Cobimetinib Elicits Deep Responses in Rosai-Dorfman Disease, a Rare Cancer Type


The use of cobimetinib was effective in patients with Rosai-Dorfman disease, and responses were especially deep in those with KRAS or MEK alterations, according to findings from a recent retrospective study.

Cobimetinib (Cotellic) treatment prolonged survival and produced deeper responses in patients with KRAS- and MEK-variant Rosai-Dorfman disease (RDD) vs patients without MAPK pathway alterations, according to findings from a recent study published in JAMA Oncology.

Treatment with cobimetinib, however, was also associated with substantial adverse effects (AEs) regardless of disease alterations.

The overall response rate (ORR) was 63% (n = 10), which comprised 5 complete responses and 5 partial responses, across a population of 16 patients.
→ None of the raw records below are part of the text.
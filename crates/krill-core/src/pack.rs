//! Weight packing for the quantized GEMM micro-kernel.
//!
//! The kernel walks one flat buffer front to back, so the packer must
//! emit bias values and weights in exactly the order the inner loop
//! consumes them. Packing happens once at model-load time; the buffer
//! is then shared read-only across every kernel invocation.

use log::debug;

use crate::error::{KrillError, Result};

/// Output channels per column group.
pub const QS8_GEMM_NR: usize = 8;
/// Reduction depth per k-slice.
pub const QS8_GEMM_KR: usize = 8;

/// Weights and biases packed in the order `gemm_qs8_1x8c8` consumes
/// them.
///
/// Per group of 8 output channels:
///
/// ```text
/// [bias c+0 .. bias c+7]                                  8 x i32
/// for each 8-deep k-slice:
///     for each column pair (c+0,c+1) (c+2,c+3) (c+4,c+5) (c+6,c+7):
///         [w(c, k..k+8), w(c+1, k..k+8)]                  16 x i16
/// ```
///
/// Weights are sign-extended from i8 to i16 at pack time. Channels are
/// padded up to a multiple of 8 and depth up to a multiple of 8 with
/// zeros, so the kernel never sees a partial group or slice. Backing
/// storage is `Vec<i32>`; adjacent i16 lanes share a storage slot in
/// little-endian order, as on every supported target.
#[derive(Debug, Clone)]
pub struct PackedQs8Weights {
    channels: usize,
    depth: usize,
    data: Vec<i32>,
}

impl PackedQs8Weights {
    /// Packs a row-major `channels x depth` i8 weight matrix plus one
    /// i32 bias per channel.
    pub fn pack(channels: usize, depth: usize, weights: &[i8], bias: &[i32]) -> Result<Self> {
        if channels == 0 || depth == 0 {
            return Err(KrillError::InvalidDimension(format!(
                "packed weights need non-zero dimensions, got {}x{}",
                channels, depth
            )));
        }
        if weights.len() != channels * depth {
            return Err(KrillError::LengthMismatch {
                expected: channels * depth,
                got: weights.len(),
            });
        }
        if bias.len() != channels {
            return Err(KrillError::LengthMismatch {
                expected: channels,
                got: bias.len(),
            });
        }

        let padded_channels = channels.div_ceil(QS8_GEMM_NR) * QS8_GEMM_NR;
        let padded_depth = depth.div_ceil(QS8_GEMM_KR) * QS8_GEMM_KR;
        debug!(
            "packing qs8 weights: {}x{} -> {} groups, {} k-slices each",
            channels,
            depth,
            padded_channels / QS8_GEMM_NR,
            padded_depth / QS8_GEMM_KR
        );

        let slots_per_group = QS8_GEMM_NR + padded_depth / QS8_GEMM_KR * 32;
        let mut data = Vec::with_capacity(padded_channels / QS8_GEMM_NR * slots_per_group);

        let weight_at = |c: usize, k: usize| -> i16 {
            if c < channels && k < depth {
                i16::from(weights[c * depth + k])
            } else {
                0
            }
        };

        for group in (0..padded_channels).step_by(QS8_GEMM_NR) {
            for j in 0..QS8_GEMM_NR {
                data.push(if group + j < channels { bias[group + j] } else { 0 });
            }
            for slice in (0..padded_depth).step_by(QS8_GEMM_KR) {
                for pair in 0..QS8_GEMM_NR / 2 {
                    let c0 = group + 2 * pair;
                    let mut tile = [0i16; 16];
                    for (i, lane) in tile.iter_mut().enumerate() {
                        *lane = weight_at(c0 + i / 8, slice + i % 8);
                    }
                    for slot in 0..8 {
                        data.push(pack_pair(tile[2 * slot], tile[2 * slot + 1]));
                    }
                }
            }
        }

        Ok(Self {
            channels,
            depth,
            data,
        })
    }

    pub fn channels(&self) -> usize {
        self.channels
    }

    pub fn depth(&self) -> usize {
        self.depth
    }

    pub fn as_slice(&self) -> &[i32] {
        &self.data
    }

    pub fn as_ptr(&self) -> *const i32 {
        self.data.as_ptr()
    }
}

/// Two adjacent i16 lanes into one i32 storage slot, low lane first.
fn pack_pair(lo: i16, hi: i16) -> i32 {
    (u32::from(lo as u16) | (u32::from(hi as u16) << 16)) as i32
}

/// Depthwise 3x3 weight vector: bias followed by the nine taps in
/// row-major order (k00..k22).
pub fn pack_dwconv_3x3_weights(bias: f32, taps: &[f32; 9]) -> [f32; 10] {
    let mut out = [0.0f32; 10];
    out[0] = bias;
    out[1..].copy_from_slice(taps);
    out
}

#[cfg(test)]
mod tests {
    use super::*;

    fn unpack_pair(slot: i32) -> (i16, i16) {
        let bits = slot as u32;
        ((bits & 0xffff) as u16 as i16, (bits >> 16) as u16 as i16)
    }

    #[test]
    fn two_channel_layout_is_bias_then_column_pairs() {
        let weights: Vec<i8> = (0..16).map(|v| v as i8).collect(); // 2 channels x 8
        let bias = [100, -200];
        let packed = PackedQs8Weights::pack(2, 8, &weights, &bias).unwrap();
        let data = packed.as_slice();

        // one group: 8 bias slots + one k-slice of 4 tiles
        assert_eq!(data.len(), 8 + 32);
        assert_eq!(&data[..8], &[100, -200, 0, 0, 0, 0, 0, 0]);

        // first tile interleaves channel 0 and channel 1 per slot pair
        assert_eq!(unpack_pair(data[8]), (0, 1)); // c0 k0, c0 k1
        assert_eq!(unpack_pair(data[11]), (6, 7)); // c0 k6, c0 k7
        assert_eq!(unpack_pair(data[12]), (8, 9)); // c1 k0, c1 k1
        assert_eq!(unpack_pair(data[15]), (14, 15)); // c1 k6, c1 k7

        // channel pairs (2,3) (4,5) (6,7) are padding
        assert!(data[16..40].iter().all(|&v| v == 0));
    }

    #[test]
    fn depth_is_zero_padded_to_a_multiple_of_eight() {
        let weights: Vec<i8> = vec![-1; 3 * 5]; // 3 channels x 5
        let bias = [1, 2, 3];
        let packed = PackedQs8Weights::pack(3, 5, &weights, &bias).unwrap();
        let data = packed.as_slice();

        assert_eq!(data.len(), 8 + 32);
        assert_eq!(&data[..8], &[1, 2, 3, 0, 0, 0, 0, 0]);

        // channel 0, k-slice lanes: five -1 weights then three zeros
        let (w0, w1) = unpack_pair(data[8]);
        assert_eq!((w0, w1), (-1, -1));
        let (w4, w5) = unpack_pair(data[10]);
        assert_eq!((w4, w5), (-1, 0));
        let (w6, w7) = unpack_pair(data[11]);
        assert_eq!((w6, w7), (0, 0));
    }

    #[test]
    fn channels_beyond_eight_start_a_new_group() {
        let channels = 9;
        let depth = 8;
        let weights: Vec<i8> = vec![7; channels * depth];
        let bias: Vec<i32> = (0..channels as i32).collect();
        let packed = PackedQs8Weights::pack(channels, depth, &weights, &bias).unwrap();
        let data = packed.as_slice();

        assert_eq!(data.len(), 2 * (8 + 32));
        assert_eq!(&data[..8], &[0, 1, 2, 3, 4, 5, 6, 7]);
        assert_eq!(&data[40..48], &[8, 0, 0, 0, 0, 0, 0, 0]);
        // second group carries channel 8's weights in its first tile
        assert_eq!(unpack_pair(data[48]), (7, 7));
        // and zeros for the padded channel 9
        assert_eq!(unpack_pair(data[52]), (0, 0));
    }

    #[test]
    fn shape_mismatches_are_rejected() {
        assert!(PackedQs8Weights::pack(0, 8, &[], &[]).is_err());
        assert!(PackedQs8Weights::pack(2, 8, &[0; 15], &[0; 2]).is_err());
        assert!(PackedQs8Weights::pack(2, 8, &[0; 16], &[0; 3]).is_err());
    }

    #[test]
    fn dwconv_weights_put_bias_first() {
        let taps = [1.0, 2.0, 3.0, 4.0, 5.0, 6.0, 7.0, 8.0, 9.0];
        let w = pack_dwconv_3x3_weights(0.5, &taps);
        assert_eq!(w[0], 0.5);
        assert_eq!(&w[1..], &taps);
    }
}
Moreover, the 6- and 12-month rates of progression-free survival (PFS) were 78% and 65%, respectively.

KRAS or MEK alterations presented in half (n = 8) of the study population and correlated with both a higher ORR (88% vs 38%; P = .03) and more frequent complete responses (71% vs 0%; P = .002). Additionally, in terms of PFS, 100% of patients with these alterations were free from progression or death at 1 year vs 29% of those without alterations (P < .001).

“This is, to our knowledge, the largest reported series of patients with RDD treated with cobimetinib,” the investigators wrote. “[The agent] had positive outcomes in the entire cohort, with the majority of the responses seen among cases with KRAS/MEK alterations. Objective responses were observed even with low doses of cobimetinib, which caused fewer adverse effects.”
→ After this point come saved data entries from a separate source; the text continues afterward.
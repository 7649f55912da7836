//! Scalar fallback kernels.
//!
//! Plain-Rust renditions of the vector kernels, over natural
//! (unpadded) buffer layouts. A dispatch layer picks these when no
//! vector unit is worth using; the conformance suite also holds the
//! vector kernels to bit-equality against them, so the accumulation
//! and rounding here deliberately mirror the vector pipelines step for
//! step.

use krill_core::{DwConvParams, Qs8GemmParams};

/// Scalar depthwise 3x3 convolution with stride 1 and one pixel of
/// logical zero padding, matching [`crate::dwconv_3x3p1_f32`] bit for
/// bit.
///
/// `input` is the unpadded `input_height x input_width` feature map;
/// no read slack is required.
pub fn dwconv_3x3p1_f32_scalar(
    input_height: usize,
    input_width: usize,
    input: &[f32],
    weights: &[f32; 10],
    output: &mut [f32],
    params: &DwConvParams,
) {
    assert!(input_height >= 1 && input_width >= 1);
    assert!(input.len() >= input_height * input_width);
    assert!(output.len() >= input_height * input_width);

    let at = |x: isize, y: isize| -> f32 {
        if x < 0 || y < 0 || x >= input_width as isize || y >= input_height as isize {
            0.0
        } else {
            input[y as usize * input_width + x as usize]
        }
    };

    for y in 0..input_height as isize {
        for x in 0..input_width as isize {
            // two partial sums, ordered as in the vector kernel, so
            // the results agree to the last bit
            let mut p0 = weights[0] + at(x, y - 1) * weights[2];
            let mut p1 = at(x, y) * weights[5];
            p0 += at(x, y + 1) * weights[8];
            p1 += at(x - 1, y - 1) * weights[1];
            p0 += at(x - 1, y) * weights[4];
            p1 += at(x - 1, y + 1) * weights[7];
            p0 += at(x + 1, y - 1) * weights[3];
            p1 += at(x + 1, y) * weights[6];
            p0 += at(x + 1, y + 1) * weights[9];

            let v = (p0 + p1).max(params.min).min(params.max);
            output[y as usize * input_width + x as usize] = v;
        }
    }
}

/// Scalar quantized GEMM over one activation row and unpacked
/// row-major `nc x kc` weights, matching [`crate::gemm_qs8_1x8c8`]
/// bit for bit.
pub fn gemm_qs8_scalar(
    nc: usize,
    kc: usize,
    a: &[i8],
    weights: &[i8],
    bias: &[i32],
    c: &mut [i8],
    params: &Qs8GemmParams,
) {
    assert!(nc >= 1 && kc >= 1);
    assert!(a.len() >= kc);
    assert_eq!(weights.len(), nc * kc);
    assert_eq!(bias.len(), nc);
    assert!(c.len() >= nc);

    for n in 0..nc {
        let mut acc = bias[n];
        for k in 0..kc {
            acc = acc.wrapping_add(i32::from(a[k]) * i32::from(weights[n * kc + k]));
        }

        // requantize, then the same saturation ladder as the vector
        // kernel: narrow to i16, saturating zero-point add, narrow to
        // i8, clamp
        let scaled = params.requantize(acc);
        let narrowed = scaled.clamp(i32::from(i16::MIN), i32::from(i16::MAX)) as i16;
        let biased = narrowed.saturating_add(params.output_zero_point);
        let v = biased.clamp(i16::from(i8::MIN), i16::from(i8::MAX)) as i8;
        c[n] = v.max(params.output_min).min(params.output_max);
    }
}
The retrospective cohort study drew participants from a population of 89 patients with RDD treated at the Mayo Clinic in Rochester, Minnesota, and the University of Alabama at Birmingham from January 2013 to December 2021. Cobimetinib was administered in the frontline setting to 7 of 16 enrolled patients, and those who received it as a subsequent line had a median of 3 prior treatments (range, 2-10).

The median age at treatment initiation was 57 years (range, 31-74), and most (n = 11; 69%) of the study population were women. All enrolled patients had extranodal disease.
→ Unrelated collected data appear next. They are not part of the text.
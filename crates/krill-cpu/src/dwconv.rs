//! Depthwise 3x3 convolution, stride 1, unit padding.

use krill_core::DwConvParams;

use crate::simd::F32x4;

/// Convolves one `input_height x input_width` f32 channel with a 3x3
/// kernel, stride 1 and one pixel of logical zero padding on every
/// side, then clamps each output to `[params.min, params.max]`.
///
/// `weights` is the bias followed by the nine taps in row-major order.
/// The padded top and bottom rows are realized by reading `zero`, an
/// all-zero buffer of at least four f32 values, in place of the
/// missing input row; the zero-row pointer is never advanced, so four
/// values always suffice. Padded left/right columns are synthesized
/// with lane splices from a zero carry register, so no padding is ever
/// materialized in memory.
///
/// Each row is processed four output columns at a time. The trailing
/// 1-4 columns are computed with `params.mask` blanking the lanes past
/// the row end and stored with partial (two then one element) stores.
///
/// # Safety
///
/// - `input` must be valid for reads of
///   `(input_height - 1) * input_width + round_up(input_width, 4)`
///   f32 values: every row must be readable through the next multiple
///   of four columns (the trailing padding can hold anything, it never
///   reaches the output).
/// - `zero` must be valid for reads of four f32 values, all zero.
/// - `output` must be valid for writes of
///   `input_height * input_width` f32 values; exactly that many are
///   written.
/// - `params.mask` must have been built for `input_width`
///   (see [`DwConvParams::new`]).
#[allow(clippy::too_many_arguments)]
pub unsafe fn dwconv_3x3p1_f32(
    input_height: usize,
    input_width: usize,
    input: *const f32,
    weights: &[f32; 10],
    zero: *const f32,
    output: *mut f32,
    padding_top: usize,
    params: &DwConvParams,
) {
    debug_assert!(input_height >= 1);
    debug_assert!(input_width >= 1);
    debug_assert_eq!(padding_top, 1);

    let vmask = F32x4::from_bits(params.mask);
    let vmin = F32x4::splat(params.min);
    let vmax = F32x4::splat(params.max);

    let vbias = F32x4::splat(weights[0]);
    let vk00 = F32x4::splat(weights[1]);
    let vk01 = F32x4::splat(weights[2]);
    let vk02 = F32x4::splat(weights[3]);
    let vk10 = F32x4::splat(weights[4]);
    let vk11 = F32x4::splat(weights[5]);
    let vk12 = F32x4::splat(weights[6]);
    let vk20 = F32x4::splat(weights[7]);
    let vk21 = F32x4::splat(weights[8]);
    let vk22 = F32x4::splat(weights[9]);

    for y in 0..input_height {
        // Rows above and below the feature map read the shared zero
        // row; its pointer step is zero so it is never advanced.
        let (mut i0, s0) = if y == 0 {
            (zero, 0)
        } else {
            (input.add((y - 1) * input_width), 4)
        };
        let mut i1 = input.add(y * input_width);
        let (mut i2, s2) = if y + 1 == input_height {
            (zero, 0)
        } else {
            (input.add((y + 1) * input_width), 4)
        };
        let mut o = output.add(y * input_width);

        // Carry registers hold the previous column group; zero at the
        // row start so column 0 sees a zero left neighbor.
        let mut vi0_prev = F32x4::zero();
        let mut vi1_prev = F32x4::zero();
        let mut vi2_prev = F32x4::zero();

        let mut vi0 = F32x4::load(i0);
        i0 = i0.add(s0);
        let mut vi1 = F32x4::load(i1);
        i1 = i1.add(4);
        let mut vi2 = F32x4::load(i2);
        i2 = i2.add(s2);

        let mut w = input_width;
        while w > 4 {
            let vi0_next = F32x4::load(i0);
            i0 = i0.add(s0);
            let vi1_next = F32x4::load(i1);
            i1 = i1.add(4);
            let vi2_next = F32x4::load(i2);
            i2 = i2.add(s2);

            let vi0_left = F32x4::shuffle::<3, 4, 5, 6>(vi0_prev, vi0);
            let vi1_left = F32x4::shuffle::<3, 4, 5, 6>(vi1_prev, vi1);
            let vi2_left = F32x4::shuffle::<3, 4, 5, 6>(vi2_prev, vi2);
            let vi0_right = F32x4::shuffle::<1, 2, 3, 4>(vi0, vi0_next);
            let vi1_right = F32x4::shuffle::<1, 2, 3, 4>(vi1, vi1_next);
            let vi2_right = F32x4::shuffle::<1, 2, 3, 4>(vi2, vi2_next);

            let mut vo0 = vbias + vi0 * vk01;
            let mut vo1 = vi1 * vk11;
            vo0 = vo0 + vi2 * vk21;
            vo1 = vo1 + vi0_left * vk00;
            vo0 = vo0 + vi1_left * vk10;
            vo1 = vo1 + vi2_left * vk20;
            vo0 = vo0 + vi0_right * vk02;
            vo1 = vo1 + vi1_right * vk12;
            vo0 = vo0 + vi2_right * vk22;

            let vo = (vo0 + vo1).max(vmin).min(vmax);
            vo.store(o);
            o = o.add(4);

            vi0_prev = vi0;
            vi1_prev = vi1;
            vi2_prev = vi2;
            vi0 = vi0_next;
            vi1 = vi1_next;
            vi2 = vi2_next;
            w -= 4;
        }

        // Trailing 1-4 columns: blank the lanes past the row end and
        // feed zero as the right neighbor of the final column.
        vi0 = vi0.and(vmask);
        vi1 = vi1.and(vmask);
        vi2 = vi2.and(vmask);

        let vi0_left = F32x4::shuffle::<3, 4, 5, 6>(vi0_prev, vi0);
        let vi1_left = F32x4::shuffle::<3, 4, 5, 6>(vi1_prev, vi1);
        let vi2_left = F32x4::shuffle::<3, 4, 5, 6>(vi2_prev, vi2);
        let vi0_right = F32x4::shuffle::<1, 2, 3, 4>(vi0, F32x4::zero());
        let vi1_right = F32x4::shuffle::<1, 2, 3, 4>(vi1, F32x4::zero());
        let vi2_right = F32x4::shuffle::<1, 2, 3, 4>(vi2, F32x4::zero());

        let mut vo0 = vbias + vi0 * vk01;
        let mut vo1 = vi1 * vk11;
        vo0 = vo0 + vi2 * vk21;
        vo1 = vo1 + vi0_left * vk00;
        vo0 = vo0 + vi1_left * vk10;
        vo1 = vo1 + vi2_left * vk20;
        vo0 = vo0 + vi0_right * vk02;
        vo1 = vo1 + vi1_right * vk12;
        vo0 = vo0 + vi2_right * vk22;

        let mut vo = (vo0 + vo1).max(vmin).min(vmax);
        if w == 4 {
            vo.store(o);
        } else {
            if w & 2 != 0 {
                vo.store_lo2(o);
                o = o.add(2);
                vo = F32x4::shuffle::<2, 3, 2, 3>(vo, vo);
            }
            if w & 1 != 0 {
                *o = vo.extract::<0>();
            }
        }
    }
}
Patients received oral cobimetinib at 20 to 60 mg once daily for 21 days of each 28-day cycle. Reduced doses of less than 60 mg were administered to 12 (75%) patients at the discretion of their treating physicians. The investigators graded AEs using the National Cancer Institute Common Terminology Criteria for Adverse Events, version 5.0.

There were 2 complete and 2 partial responses among the 7 patients who started treatment at 20 mg, along with 1 and 3, respectively, among the 5 patients who started at 40 mg. These patients also had a similar ORR to those who started at a full dose (67% vs 50%; P = .55).

Additionally, response rates after frontline treatment with cobimetinib did not differ greatly from those after treatment in subsequent lines (71% vs 56%; P = .51).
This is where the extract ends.